No caso de Marina, a ameaça da ingovernabilidade é a mais latente. A proposta da candidata Marina Silva é governar com os “bons” de todos os partidos políticos. Isso pressupõe que os partidos não têm ideologia nem defendem interesses conflitantes, apenas que são formados por “bons” e “maus”. Como dizia Aristóteles, não existe um conceito universal sobre o que seja bom, ou o bem. Por exemplo, uma arma boa é a que mata de modo eficiente, um bom médico é o que cura seus pacientes. Além disso, alguém pode ser um bom professor, mas não ser um bom marido ou cozinheiro. O que talvez a candidata queira dizer é que vai escolher aliados que não tenham um histórico de corrupção. Mas aqui também há uma dificuldade, porque ninguém é criminoso antes de cometer um crime ou ser descoberto, aliás um “bom” criminoso é aquele que nunca é apanhado. Então, como compor um governo só com os bons? Novamente Maquiavel nos dá uma dica: não importa se a pessoa é boa ou má, o importante é ter mecanismos de controle eficientes para evitar a corrupção e o abuso de poder. O que precisamos é de um sistema de controle e um aparato judiciário mais eficiente. Assim, nem mesmo os “maus” vão ter desvios de conduta por medo de sofrerem severas punições. Países com baixos níveis de corrupção são aqueles que têm instituições democráticas mais eficientes e transparentes. No caso do Brasil, é preciso uma ampla reforma política e judiciária para avançarmos em nossa democracia. 

É por isso que a proposta de Marina deseduca, pois ela não fala em fortalecer a representação popular ou melhorar o nosso sistema partidário, mas sim em enfraquecer os partidos cooptando seus quadros.
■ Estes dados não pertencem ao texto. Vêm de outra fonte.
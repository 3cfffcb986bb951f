use crate::assembly::create::check_block_count;
use crate::assembly::global::{apply_lifting_into, set_bc_into};
use crate::assembly::local::{BilinearForm, BlockBilinearForm};
use crate::assembly::vector::dofmaps_of;
use crate::assembly::Assembler;
use crate::bc::{bcs_cols, DirichletBC};
use crate::error::AssemblyError;
use crate::restriction::DofMapRestriction;
use crate::space::{same_dofmap, DofMap};
use crate::view::{NestSubVectorRead, NestSubVectors, NestSubVectorsRead, SubVectorReadView, SubVectorView};
use crate::Real;
use eyre::eyre;
use fenris_la::{IndexSetFactory, NestVector, Vector};
use std::sync::Arc;

fn check_restriction(dofmap: &Arc<DofMap>, restriction: Option<&DofMapRestriction>, block: usize) -> eyre::Result<()> {
    match restriction {
        Some(restriction) if !same_dofmap(dofmap, restriction.dofmap()) => {
            Err(eyre!(AssemblyError::RestrictionDofMapMismatch { block }))
        }
        _ => Ok(()),
    }
}

impl<F: IndexSetFactory> Assembler<F> {
    /// Ghosted read views of a list of vectors laid out like the given dofmaps (or their restrictions).
    fn read_views<'a, T: Real>(
        &'a self,
        vectors: Vec<&'a Vector<T>>,
        dofmaps: &[&'a Arc<DofMap>],
        restrictions: Option<&[&'a DofMapRestriction]>,
    ) -> eyre::Result<Vec<NestSubVectorRead<'a, T>>> {
        check_block_count("initial guesses", dofmaps.len(), Some(vectors.len()))?;
        let views = match restrictions {
            None => NestSubVectorsRead::new(vectors, true, &self.factory),
            Some(restrictions) => NestSubVectorsRead::restricted(vectors, dofmaps, restrictions, true, &self.factory)?,
        };
        views.views()
    }

    /// Modifies `b` to account for the prescribed values of the trial functions of the forms `a`.
    ///
    /// Computes `b <- b - scale * sum_j A_j (g_j - x0_j)`, where `bcs[j]` holds the conditions lifted
    /// through `a[j]`. The forms must share the test space `b` is laid out like, possibly restricted
    /// by `restriction`. Each `x0[j]` is laid out like the trial space of `a[j]`, possibly restricted
    /// by `restrictions_x0[j]`.
    ///
    /// Contributions to ghost entries are left in `b`; accumulating them is up to the caller.
    #[allow(clippy::too_many_arguments)]
    pub fn apply_lifting<T: Real>(
        &self,
        b: &mut Vector<T>,
        a: &[&dyn BilinearForm<T>],
        bcs: &[Vec<&DirichletBC<T>>],
        x0: Option<&[&Vector<T>]>,
        scale: T,
        restriction: Option<&DofMapRestriction>,
        restrictions_x0: Option<&[&DofMapRestriction]>,
    ) -> eyre::Result<()> {
        check_block_count("lifting boundary conditions", a.len(), Some(bcs.len()))?;
        for (j, a_j) in a.iter().enumerate() {
            check_restriction(a_j.test_space().dofmap(), restriction, j)?;
        }

        let trial_dofmaps: Vec<_> = a.iter().map(|a_j| a_j.trial_space().dofmap()).collect();
        let x0_views = x0
            .map(|x0| self.read_views(x0.to_vec(), &trial_dofmaps, restrictions_x0))
            .transpose()?
            .unwrap_or_default();
        let x0_arrays: Vec<&[T]> = x0_views.iter().map(|view| &**view).collect();

        match (restriction, a.first()) {
            (None, _) | (_, None) => apply_lifting_into(b.local_mut(), a, bcs, &x0_arrays, scale),
            (Some(restriction), Some(a_0)) => {
                let dofmap = a_0.test_space().dofmap();
                let mut view = SubVectorView::new(b, dofmap, Some(restriction), true, &self.factory)?;
                apply_lifting_into(view.content_mut(), a, bcs, &x0_arrays, scale)
            }
        }
    }

    /// Applies lifting to each sub-vector of a nest vector.
    ///
    /// Block row `i` of `b` is lifted with every present block `a[i][j]` and the conditions posed on its
    /// trial space. `x0` has one sub-vector per block column. Ghost contributions are left to the caller.
    #[allow(clippy::too_many_arguments)]
    pub fn apply_lifting_nest<T: Real>(
        &self,
        b: &mut NestVector<T>,
        a: &BlockBilinearForm<T>,
        bcs: &[&DirichletBC<T>],
        x0: Option<&NestVector<T>>,
        scale: T,
        restrictions: Option<&[&DofMapRestriction]>,
        restrictions_x0: Option<&[&DofMapRestriction]>,
    ) -> eyre::Result<()> {
        let (nrows, ncols) = a.shape();
        check_block_count("nest vector blocks", nrows, Some(b.len()))?;

        let row_dofmaps = dofmaps_of(a.row_spaces());
        let col_dofmaps = dofmaps_of(a.col_spaces());
        let bcs1 = bcs_cols(a, bcs);
        let x0_views = x0
            .map(|x0| self.read_views(x0.blocks().iter().collect(), &col_dofmaps, restrictions_x0))
            .transpose()?;

        let mut views = match restrictions {
            None => NestSubVectors::new(b.blocks_mut(), true, &self.factory),
            Some(restrictions) => {
                NestSubVectors::restricted(b.blocks_mut(), &row_dofmaps, restrictions, true, &self.factory)?
            }
        };
        views.try_for_each(|i, b_i| {
            for j in 0..ncols {
                if let Some(a_ij) = a.get(i, j) {
                    let x0_j: Vec<&[T]> = x0_views.iter().map(|views| &*views[j]).collect();
                    apply_lifting_into(b_i, &[a_ij], &[bcs1[i][j].clone()], &x0_j, scale)?;
                }
            }
            Ok(())
        })
    }

    /// Sets `b[dof] = scale * (g - x0[dof])` on every owned dof constrained by `bcs`.
    ///
    /// `b` and `x0` are laid out like the space the conditions are posed on, possibly restricted by
    /// `restriction`. Ghost entries are never touched.
    pub fn set_bc<T: Real>(
        &self,
        b: &mut Vector<T>,
        bcs: &[&DirichletBC<T>],
        x0: Option<&Vector<T>>,
        scale: T,
        restriction: Option<&DofMapRestriction>,
    ) -> eyre::Result<()> {
        match restriction {
            None => {
                let x0 = x0.map(|x0| x0.owned());
                set_bc_into(b.owned_mut(), bcs, x0, scale)
            }
            Some(restriction) => {
                let dofmap = restriction.dofmap();
                for bc in bcs {
                    check_restriction(bc.function_space().dofmap(), Some(restriction), 0)?;
                }
                let x0 = x0
                    .map(|x0| SubVectorReadView::new(x0, dofmap, Some(restriction), false, &self.factory))
                    .transpose()?;
                let mut view = SubVectorView::new(b, dofmap, Some(restriction), false, &self.factory)?;
                set_bc_into(view.content_mut(), bcs, x0.as_ref().map(|x0| x0.content()), scale)
            }
        }
    }

    /// Applies [`set_bc`](Self::set_bc) to each sub-vector of a nest vector.
    ///
    /// `bcs[i]` holds the conditions for sub-vector `i`. Without restrictions the sub-vectors are laid
    /// out like the spaces of the conditions; with restrictions, like `restrictions[i]`.
    pub fn set_bc_nest<T: Real>(
        &self,
        b: &mut NestVector<T>,
        bcs: &[Vec<&DirichletBC<T>>],
        x0: Option<&NestVector<T>>,
        scale: T,
        restrictions: Option<&[&DofMapRestriction]>,
    ) -> eyre::Result<()> {
        check_block_count("boundary condition lists", b.len(), Some(bcs.len()))?;
        if let Some(x0) = x0 {
            check_block_count("initial guesses", b.len(), Some(x0.len()))?;
        }

        match restrictions {
            None => {
                for (i, b_i) in b.blocks_mut().iter_mut().enumerate() {
                    let x0_i = x0.map(|x0| x0.block(i).owned());
                    set_bc_into(b_i.owned_mut(), &bcs[i], x0_i, scale)?;
                }
                Ok(())
            }
            Some(restrictions) => {
                check_block_count("restrictions", b.len(), Some(restrictions.len()))?;
                for (i, (bcs_i, &restriction)) in bcs.iter().zip(restrictions).enumerate() {
                    for bc in bcs_i {
                        check_restriction(bc.function_space().dofmap(), Some(restriction), i)?;
                    }
                }
                let dofmaps: Vec<_> = restrictions.iter().map(|r| r.dofmap()).collect();
                let x0_views = x0
                    .map(|x0| {
                        NestSubVectorsRead::restricted(
                            x0.blocks().iter().collect(),
                            &dofmaps,
                            restrictions,
                            false,
                            &self.factory,
                        )?
                        .views()
                    })
                    .transpose()?;
                let mut views =
                    NestSubVectors::restricted(b.blocks_mut(), &dofmaps, restrictions, false, &self.factory)?;
                views.try_for_each(|i, b_i| {
                    let x0_i = x0_views.as_ref().map(|views| &*views[i]);
                    set_bc_into(b_i, &bcs[i], x0_i, scale)
                })
            }
        }
    }
}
Os parlamentares dispostos a fazer isso são justamente aqueles que não têm compromissos com seus eleitores e que consideram o mandado como propriedade privada e não como representação de interesses de setores ou grupos sociais. Uma base formada só por mercenários não é capaz de se agrupar em torno de objetivos, o que gera a ingovernabilidade. Deseduca também porque cria na população, principalmente nos mais jovens, o sentimento de que os políticos são todos corruptos e que a política é uma coisa “suja”. 

É verdade que existe corrupção na política, mas este não é o principal problema e sim a grande maioria da população (mulheres, negros, jovens, indígenas, etc.) não estar representada no legislativo, nem na maioria do executivo em nosso país. A forma de mudar isso não é negando a política e os partidos, mas justamente o contrário: participando da política através de manifestações populares, protestos, iniciativas populares e, claro, também através da política partidária. Somente com partidos fortes, o que quer dizer, com ampla participação popular, é que se constrói uma democracia forte e não com partidos de aluguel que ontem defendiam o socialismo e hoje defendem os capitalistas.
Prof.dr.Josué Cândido da Silva
Ele é professor titular na Universidade Estadual de Santa Cruz.